At just eight years old, Sayed was a fixture of the bustling tourist scene, his sun-browned face and quick smile as familiar to the pyramids’ visitors as the ancient stones themselves. Lucky, with her big heart and steady gait, was his partner in this daily venture, carrying their wares through the heat and chaos of Giza’s markets and onto the hot golden sands of the Pyramid Plateau.
Sayed was no ordinary boy. The pyramids were his playground, their tunnels his sanctuary from the heat of the midday sun, their secrets his lessons. As he sold his drinks, he watched. He listened. The camel men switched tongues from Arabic to English, French, German, offering rides to tourists with practiced charm. Guides led groups of every nationality, their clothes a parade of global fashion, their cameras flashing like stars against the ancient limestone.
Pigeons fluttered to the pyramid slopes, pecking at crumbs left from picnics on the sand. Above, falcons wheeled, sharp-eyed and merciless, snatching fattened pigeons from the air. And at dusk, desert foxes scampered up the pyramids’ sides, tracing hidden pathways, ancient routes carved before the polished limestone casings were set, now worn by time and clever paws.
Sayed watched and learned these pathways too. By twelve, he could scale the Great Pyramid of Khufu with the ease of those foxes, his small hands and bare feet finding holds in the weathered stone. From the summit, he sat feeling like a young pharaoh in his high commanding position, gazing over Giza’s teeming streets, the Nile’s distant shimmer, and the hazy outlines of Dashur, Saqqara, and Abusir’s pyramids. The world below was alive, but up here, he was alone with the heavens and the Gods.
Khafre’s pyramid was his true challenge. Its blocks were rougher, jagged, dusted with fine sand that slipped underfoot. The remaining limestone casing, smooth and unyielding, offered little grip. Yet Sayed, with a heart full of fire and ambition, conquered it. On top of Khafre, he noticed something peculiar: several capstones bore deep, straight cuts, their outer edges raised, forming precise right angles in the corners. He traced them with his fingers, puzzling over their purpose.

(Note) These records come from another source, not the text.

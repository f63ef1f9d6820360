//! The drawing surface the overlay talks to.

use std::collections::BTreeMap;

use alertchart_core::Candle;

/// Opaque id of a series created on a surface.
#[derive(Debug, Clone, Copy, PartialEq, Eq, PartialOrd, Ord, Hash)]
pub struct SeriesHandle(pub u64);

#[derive(Debug, Clone, Copy, PartialEq, Eq)]
pub enum LineStyle {
    Solid,
    Dashed,
}

#[derive(Debug, Clone, PartialEq)]
pub enum SeriesStyle {
    Line {
        color: String,
        width: u32,
        style: LineStyle,
    },
    /// Filled from the plotted value down to the bottom of the pane.
    Area { color: String },
}

impl SeriesStyle {
    pub fn color(&self) -> &str {
        match self {
            SeriesStyle::Line { color, .. } | SeriesStyle::Area { color } => color,
        }
    }
}

/// One plotted value.
#[derive(Debug, Clone, Copy, PartialEq)]
pub struct SeriesPoint {
    pub time: i64,
    pub value: f64,
}

impl SeriesPoint {
    pub fn new(time: i64, value: f64) -> Self {
        Self { time, value }
    }
}

/// A chart that can show candles and extra series.
pub trait ChartSurface {
    fn set_candles(&mut self, candles: &[Candle]);
    fn update_candle(&mut self, candle: &Candle);
    fn add_series(&mut self, style: SeriesStyle) -> SeriesHandle;
    /// Replace the series' points. Unknown handles are ignored.
    fn set_series_data(&mut self, handle: SeriesHandle, points: &[SeriesPoint]);
    /// Unknown handles are ignored.
    fn remove_series(&mut self, handle: SeriesHandle);
}

#[derive(Debug, Clone, PartialEq)]
pub struct RecordedSeries {
    pub style: SeriesStyle,
    pub points: Vec<SeriesPoint>,
}

/// In-memory surface that keeps whatever it is told to draw.
#[derive(Debug, Default)]
pub struct RecordingSurface {
    candles: Vec<Candle>,
    series: BTreeMap<SeriesHandle, RecordedSeries>,
    next_id: u64,
    candle_updates: usize,
}

impl RecordingSurface {
    pub fn new() -> Self {
        Self::default()
    }

    pub fn candles(&self) -> &[Candle] {
        &self.candles
    }

    /// Number of `update_candle` calls so far.
    pub fn candle_updates(&self) -> usize {
        self.candle_updates
    }

    pub fn series(&self, handle: SeriesHandle) -> Option<&RecordedSeries> {
        self.series.get(&handle)
    }

    pub fn series_count(&self) -> usize {
        self.series.len()
    }

    pub fn all_series(&self) -> impl Iterator<Item = (SeriesHandle, &RecordedSeries)> {
        self.series.iter().map(|(h, s)| (*h, s))
    }
}

impl ChartSurface for RecordingSurface {
    fn set_candles(&mut self, candles: &[Candle]) {
        self.candles = candles.to_vec();
    }

    fn update_candle(&mut self, candle: &Candle) {
        self.candle_updates += 1;
        match self.candles.binary_search_by_key(&candle.time, |c| c.time) {
            Ok(i) => self.candles[i] = *candle,
            Err(i) => self.candles.insert(i, *candle),
        }
    }

    fn add_series(&mut self, style: SeriesStyle) -> SeriesHandle {
        self.next_id += 1;
        let handle = SeriesHandle(self.next_id);
        self.series.insert(
            handle,
            RecordedSeries {
                style,
                points: Vec::new(),
            },
        );
        handle
    }

    fn set_series_data(&mut self, handle: SeriesHandle, points: &[SeriesPoint]) {
        if let Some(series) = self.series.get_mut(&handle) {
            series.points = points.to_vec();
        }
    }

    fn remove_series(&mut self, handle: SeriesHandle) {
        self.series.remove(&handle);
    }
}

#[cfg(test)]
mod tests {
    use super::*;

    #[test]
    fn test_recording_surface_series_lifecycle() {
        let mut surface = RecordingSurface::new();
        let handle = surface.add_series(SeriesStyle::Area {
            color: "#fff".to_string(),
        });
        surface.set_series_data(handle, &[SeriesPoint::new(1, 2.0)]);
        assert_eq!(surface.series(handle).unwrap().points.len(), 1);

        surface.remove_series(handle);
        assert_eq!(surface.series_count(), 0);
        // Removing twice is harmless
        surface.remove_series(handle);
        surface.set_series_data(handle, &[SeriesPoint::new(1, 2.0)]);
        assert_eq!(surface.series_count(), 0);
    }

    #[test]
    fn test_update_candle_keeps_order() {
        let mut surface = RecordingSurface::new();
        surface.set_candles(&[Candle::flat(60, 1.0), Candle::flat(180, 3.0)]);
        surface.update_candle(&Candle::flat(120, 2.0));
        surface.update_candle(&Candle::flat(180, 4.0));

        let closes: Vec<f64> = surface.candles().iter().map(|c| c.close).collect();
        assert_eq!(closes, vec![1.0, 2.0, 4.0]);
        assert_eq!(surface.candle_updates(), 2);
    }
}
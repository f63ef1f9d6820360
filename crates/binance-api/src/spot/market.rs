//! Market data endpoints for the spot API.

use crate::client::BinanceClient;
use crate::error::{Error, Result};
use crate::types::{Empty, Kline, KlineInterval, PriceTicker};

/// Maximum klines Binance returns per request.
pub const MAX_KLINES_PER_REQUEST: u32 = 1000;

/// Market data API.
#[derive(Debug, Clone)]
pub struct MarketApi {
    client: BinanceClient,
}

impl MarketApi {
    /// Create a new Market API instance.
    pub fn new(client: BinanceClient) -> Self {
        Self { client }
    }

    /// Test connectivity to the API.
    pub async fn ping(&self) -> Result<Empty> {
        self.client.get("/ping", &[]).await
    }

    /// Get kline/candlestick data.
    ///
    /// # Arguments
    /// * `symbol` - Trading pair (e.g. "BTCUSDT")
    /// * `interval` - Kline interval
    /// * `start_time` - Start timestamp in milliseconds
    /// * `end_time` - End timestamp in milliseconds
    /// * `limit` - Number of klines (default 500, max 1000)
    pub async fn klines(
        &self,
        symbol: &str,
        interval: KlineInterval,
        start_time: Option<i64>,
        end_time: Option<i64>,
        limit: Option<u32>,
    ) -> Result<Vec<Kline>> {
        let params = klines_params(symbol, interval, start_time, end_time, limit)?;
        self.client.get("/klines", &params).await
    }

    /// Get the latest price for several symbols in one request.
    ///
    /// An empty list returns every symbol the exchange knows.
    pub async fn ticker_prices(&self, symbols: &[&str]) -> Result<Vec<PriceTicker>> {
        if symbols.is_empty() {
            return self.client.get("/ticker/price", &[]).await;
        }
        let params = [("symbols", symbols_param(symbols)?)];
        self.client.get("/ticker/price", &params).await
    }

    /// Get the latest price for a single symbol.
    pub async fn ticker_price(&self, symbol: &str) -> Result<PriceTicker> {
        let params = [("symbol", checked_symbol(symbol)?)];
        self.client.get("/ticker/price", &params).await
    }
}

fn checked_symbol(symbol: &str) -> Result<String> {
    let symbol = symbol.trim().to_uppercase();
    if symbol.is_empty() || !symbol.chars().all(|c| c.is_ascii_alphanumeric()) {
        return Err(Error::InvalidParameter(format!("invalid symbol '{symbol}'")));
    }
    Ok(symbol)
}

/// Build the JSON array parameter Binance expects for `symbols`.
fn symbols_param(symbols: &[&str]) -> Result<String> {
    let checked = symbols
        .iter()
        .map(|s| checked_symbol(s))
        .collect::<Result<Vec<_>>>()?;
    Ok(serde_json::to_string(&checked)?)
}

fn klines_params(
    symbol: &str,
    interval: KlineInterval,
    start_time: Option<i64>,
    end_time: Option<i64>,
    limit: Option<u32>,
) -> Result<Vec<(&'static str, String)>> {
    let mut params = vec![
        ("symbol", checked_symbol(symbol)?),
        ("interval", interval.to_string()),
    ];

    if let Some(ts) = start_time {
        params.push(("startTime", ts.to_string()));
    }

    if let Some(ts) = end_time {
        params.push(("endTime", ts.to_string()));
    }

    if let Some(l) = limit {
        if l == 0 || l > MAX_KLINES_PER_REQUEST {
            return Err(Error::InvalidParameter(format!(
                "limit must be in 1..={MAX_KLINES_PER_REQUEST}, got {l}"
            )));
        }
        params.push(("limit", l.to_string()));
    }

    Ok(params)
}
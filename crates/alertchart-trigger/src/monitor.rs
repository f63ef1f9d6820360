//! Batch evaluation of stored alerts against a price snapshot.
//!
//! Unlike [`TriggerEngine`](crate::TriggerEngine), which needs a previous
//! close to detect a crossing, the monitor only sees one price per symbol
//! and compares it against the levels as thresholds.

use std::collections::HashMap;

use alertchart_core::{Direction, LevelKind};

use crate::notification::alert_message;
use crate::store::{AlertRecord, AlertStore, NotificationStore, StoreResult};

/// A message produced for one alert during a pass.
#[derive(Debug, Clone, PartialEq)]
pub struct MonitorNotification {
    pub alert_id: u64,
    pub user_id: String,
    pub kind: LevelKind,
    pub message: String,
}

/// Result of one monitor pass.
#[derive(Debug, Clone, Default, PartialEq)]
pub struct MonitorOutcome {
    pub notifications: Vec<MonitorNotification>,
    /// Alerts that crossed their entry during this pass.
    pub entered: Vec<u64>,
    /// Alerts that reached take-profit or stop-loss and are now inactive.
    pub deactivated: Vec<u64>,
}

impl MonitorOutcome {
    pub fn is_empty(&self) -> bool {
        self.notifications.is_empty()
    }

    /// Write the pass back: flag entered alerts, deactivate closed ones and
    /// save every notification.
    pub fn apply<S>(&self, alerts: &[AlertRecord], store: &mut S, now: i64) -> StoreResult<()>
    where
        S: AlertStore + NotificationStore,
    {
        for alert in alerts {
            let entered = self.entered.contains(&alert.id);
            let deactivated = self.deactivated.contains(&alert.id);
            if !entered && !deactivated {
                continue;
            }
            let mut updated = alert.clone();
            updated.is_entered |= entered;
            if deactivated {
                updated.is_active = false;
            }
            store.update_alert(&updated)?;
        }

        for n in &self.notifications {
            store.save_notification(&n.user_id, &n.message, now)?;
        }
        Ok(())
    }
}

/// Evaluate every active alert against `prices` (keyed by exchange symbol).
///
/// Alerts whose symbol has no price are skipped. An alert can enter and
/// exit in the same pass. Take-profit is checked before stop-loss.
pub fn process_alerts(alerts: &[AlertRecord], prices: &HashMap<String, f64>) -> MonitorOutcome {
    let mut outcome = MonitorOutcome::default();

    for alert in alerts.iter().filter(|a| a.is_active) {
        let Some(&price) = prices.get(&alert.symbol) else {
            log::debug!("No price for {}, skipping alert {}", alert.symbol, alert.id);
            continue;
        };
        if !price.is_finite() {
            continue;
        }

        let direction = alert.direction();
        let mut entered = alert.is_entered;

        if !entered {
            if let Some(entry) = alert.entry_price {
                if at_or_beyond(direction, price, entry) {
                    entered = true;
                    outcome.entered.push(alert.id);
                    push(&mut outcome, alert, LevelKind::Entry, entry);
                }
            }
        }
        if !entered {
            continue;
        }

        if let Some(tp) = alert.take_profit {
            if at_or_beyond(direction, price, tp) {
                push(&mut outcome, alert, LevelKind::TakeProfit, tp);
                outcome.deactivated.push(alert.id);
                continue;
            }
        }
        if let Some(sl) = alert.stop_loss {
            if at_or_beyond(direction.opposite(), price, sl) {
                push(&mut outcome, alert, LevelKind::StopLoss, sl);
                outcome.deactivated.push(alert.id);
            }
        }
    }

    if !outcome.is_empty() {
        log::info!(
            "Monitor pass: {} notifications, {} entered, {} closed",
            outcome.notifications.len(),
            outcome.entered.len(),
            outcome.deactivated.len()
        );
    }
    outcome
}

/// `price` is at `level` or past it in the favourable direction.
fn at_or_beyond(direction: Direction, price: f64, level: f64) -> bool {
    match direction {
        Direction::Long => price >= level,
        Direction::Short => price <= level,
    }
}

fn push(outcome: &mut MonitorOutcome, alert: &AlertRecord, kind: LevelKind, level: f64) {
    outcome.notifications.push(MonitorNotification {
        alert_id: alert.id,
        user_id: alert.user_id.clone(),
        kind,
        message: alert_message(&alert.symbol, kind, level),
    });
}
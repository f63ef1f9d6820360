//! Event bus for queuing events and commands.
//!
//! The [`EventBus`] collects what the dashboard emits while it handles a
//! message; the runner drains both queues afterwards.

use std::collections::VecDeque;

use super::types::{Command, DashboardEvent};

/// Two FIFO queues: events to report and commands to execute.
#[derive(Debug, Default)]
pub struct EventBus {
    events: VecDeque<DashboardEvent>,
    commands: VecDeque<Command>,
}

impl EventBus {
    #[must_use]
    pub fn new() -> Self {
        Self::default()
    }

    pub fn emit(&mut self, event: DashboardEvent) {
        self.events.push_back(event);
    }

    pub fn dispatch(&mut self, cmd: Command) {
        self.commands.push_back(cmd);
    }

    /// Drain all pending events in FIFO order.
    pub fn drain_events(&mut self) -> impl Iterator<Item = DashboardEvent> + '_ {
        self.events.drain(..)
    }

    /// Take all pending commands, leaving the queue empty.
    #[must_use]
    pub fn take_commands(&mut self) -> Vec<Command> {
        std::mem::take(&mut self.commands).into_iter().collect()
    }

    #[must_use]
    pub fn has_events(&self) -> bool {
        !self.events.is_empty()
    }

    #[must_use]
    pub fn has_commands(&self) -> bool {
        !self.commands.is_empty()
    }

    #[must_use]
    pub fn event_count(&self) -> usize {
        self.events.len()
    }

    #[must_use]
    pub fn command_count(&self) -> usize {
        self.commands.len()
    }

    /// Clear all pending events and commands.
    pub fn clear(&mut self) {
        self.events.clear();
        self.commands.clear();
    }
}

He recalled that a white marble pyramidion had been found at the base of one of the smaller Queens' pyramids next to Menkaure. It was explained by the guides that this was the crowning stone placed on each of the pyramids. Kneeling on Khafre’s peak, he realized the truth. The cut lines marked where it’s true pyramidion had been locked into place, a capstone far larger and grander than the one found near Menkaure.
One evening, as the sun dipped low, Sayed saw something else. The limestone blocks glinted faintly, like gold scraped into their surface. His mind raced, and a vision took hold—not of the weathered ruins before him, but of the pyramids in their prime. Khufu’s Great Pyramid blazed with white limestone, its pyramidion sealed with a golden sheet that caught the sun like fire. Khafre gleamed with white marble, its own golden-capped pyramidion a beacon. Menkaure, smaller but fierce, glowed red with granite, its peak shimmering with gilded stone.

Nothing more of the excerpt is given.